Your task: When a line of the records contains "Router", copy it.

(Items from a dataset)
=-=-=

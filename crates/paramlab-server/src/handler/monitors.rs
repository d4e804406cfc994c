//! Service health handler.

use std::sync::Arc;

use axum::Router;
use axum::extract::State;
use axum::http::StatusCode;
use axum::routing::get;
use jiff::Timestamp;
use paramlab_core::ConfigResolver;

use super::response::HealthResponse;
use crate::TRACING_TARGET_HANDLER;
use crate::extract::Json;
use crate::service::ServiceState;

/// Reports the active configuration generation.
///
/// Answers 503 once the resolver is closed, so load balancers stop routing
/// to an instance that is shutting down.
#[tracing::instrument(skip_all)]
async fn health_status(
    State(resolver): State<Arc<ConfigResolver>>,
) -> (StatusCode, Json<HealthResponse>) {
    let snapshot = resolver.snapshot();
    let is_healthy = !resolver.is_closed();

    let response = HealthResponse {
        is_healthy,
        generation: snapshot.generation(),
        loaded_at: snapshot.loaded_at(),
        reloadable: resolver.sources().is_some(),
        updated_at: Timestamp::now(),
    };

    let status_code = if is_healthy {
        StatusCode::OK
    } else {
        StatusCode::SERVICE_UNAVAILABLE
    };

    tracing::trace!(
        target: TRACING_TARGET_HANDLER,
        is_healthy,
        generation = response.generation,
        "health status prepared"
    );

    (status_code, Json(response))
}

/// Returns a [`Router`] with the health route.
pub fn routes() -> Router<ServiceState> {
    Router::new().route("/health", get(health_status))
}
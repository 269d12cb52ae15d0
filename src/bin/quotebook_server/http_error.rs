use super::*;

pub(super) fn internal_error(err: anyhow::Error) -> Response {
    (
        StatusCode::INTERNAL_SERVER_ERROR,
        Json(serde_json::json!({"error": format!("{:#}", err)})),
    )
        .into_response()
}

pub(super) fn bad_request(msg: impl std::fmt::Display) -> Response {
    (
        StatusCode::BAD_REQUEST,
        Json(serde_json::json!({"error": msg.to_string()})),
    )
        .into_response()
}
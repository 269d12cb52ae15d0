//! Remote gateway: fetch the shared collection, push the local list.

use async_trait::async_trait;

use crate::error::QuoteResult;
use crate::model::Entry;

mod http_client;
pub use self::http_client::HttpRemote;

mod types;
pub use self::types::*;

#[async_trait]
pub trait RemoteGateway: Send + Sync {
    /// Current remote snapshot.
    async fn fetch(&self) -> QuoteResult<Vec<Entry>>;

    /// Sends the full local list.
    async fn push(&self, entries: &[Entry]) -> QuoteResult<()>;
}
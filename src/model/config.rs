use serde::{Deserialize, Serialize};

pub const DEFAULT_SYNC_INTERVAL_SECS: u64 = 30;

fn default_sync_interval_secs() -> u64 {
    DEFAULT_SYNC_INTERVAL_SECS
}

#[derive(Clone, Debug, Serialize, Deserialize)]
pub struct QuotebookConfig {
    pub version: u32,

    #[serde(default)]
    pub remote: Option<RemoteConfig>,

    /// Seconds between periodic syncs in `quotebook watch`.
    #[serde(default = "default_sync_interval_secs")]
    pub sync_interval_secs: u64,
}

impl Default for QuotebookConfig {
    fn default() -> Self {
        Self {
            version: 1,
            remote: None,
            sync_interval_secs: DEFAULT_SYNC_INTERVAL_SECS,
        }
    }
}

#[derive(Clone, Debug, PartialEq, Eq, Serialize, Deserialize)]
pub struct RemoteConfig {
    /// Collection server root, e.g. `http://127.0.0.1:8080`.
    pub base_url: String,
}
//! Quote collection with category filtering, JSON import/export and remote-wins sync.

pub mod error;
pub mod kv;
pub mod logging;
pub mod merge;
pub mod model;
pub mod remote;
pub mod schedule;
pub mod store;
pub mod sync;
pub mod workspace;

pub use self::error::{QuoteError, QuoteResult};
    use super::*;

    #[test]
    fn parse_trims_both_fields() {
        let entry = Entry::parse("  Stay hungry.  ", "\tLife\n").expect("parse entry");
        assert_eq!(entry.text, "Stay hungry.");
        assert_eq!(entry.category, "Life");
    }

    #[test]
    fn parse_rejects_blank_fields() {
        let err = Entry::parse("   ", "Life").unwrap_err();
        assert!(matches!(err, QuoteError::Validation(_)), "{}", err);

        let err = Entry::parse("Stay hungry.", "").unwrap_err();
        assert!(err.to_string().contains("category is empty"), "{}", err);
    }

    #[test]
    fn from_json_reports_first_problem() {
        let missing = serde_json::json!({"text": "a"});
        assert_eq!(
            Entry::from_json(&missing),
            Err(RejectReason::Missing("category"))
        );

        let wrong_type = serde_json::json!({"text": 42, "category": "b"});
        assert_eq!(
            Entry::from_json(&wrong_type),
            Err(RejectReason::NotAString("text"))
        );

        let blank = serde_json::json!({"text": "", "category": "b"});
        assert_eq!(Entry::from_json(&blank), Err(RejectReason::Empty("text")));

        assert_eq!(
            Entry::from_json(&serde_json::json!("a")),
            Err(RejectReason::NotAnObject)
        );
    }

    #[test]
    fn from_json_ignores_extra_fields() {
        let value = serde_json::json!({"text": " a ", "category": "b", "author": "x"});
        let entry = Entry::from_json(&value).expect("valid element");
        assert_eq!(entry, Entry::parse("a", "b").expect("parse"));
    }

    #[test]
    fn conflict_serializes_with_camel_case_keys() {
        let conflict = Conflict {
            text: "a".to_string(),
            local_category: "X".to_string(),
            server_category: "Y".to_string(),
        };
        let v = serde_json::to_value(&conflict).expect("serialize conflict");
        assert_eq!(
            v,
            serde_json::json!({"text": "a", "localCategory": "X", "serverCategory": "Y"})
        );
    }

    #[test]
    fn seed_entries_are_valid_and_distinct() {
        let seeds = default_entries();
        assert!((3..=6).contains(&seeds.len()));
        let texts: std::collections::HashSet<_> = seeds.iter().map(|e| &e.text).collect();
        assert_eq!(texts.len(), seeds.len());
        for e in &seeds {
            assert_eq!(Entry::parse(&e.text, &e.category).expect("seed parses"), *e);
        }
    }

=-=-=

Exercise solution:
use axum::Router;
/// Returns a [`Router`] with the health route.
pub fn routes() -> Router<ServiceState> {
    Router::new().route("/health", get(health_status))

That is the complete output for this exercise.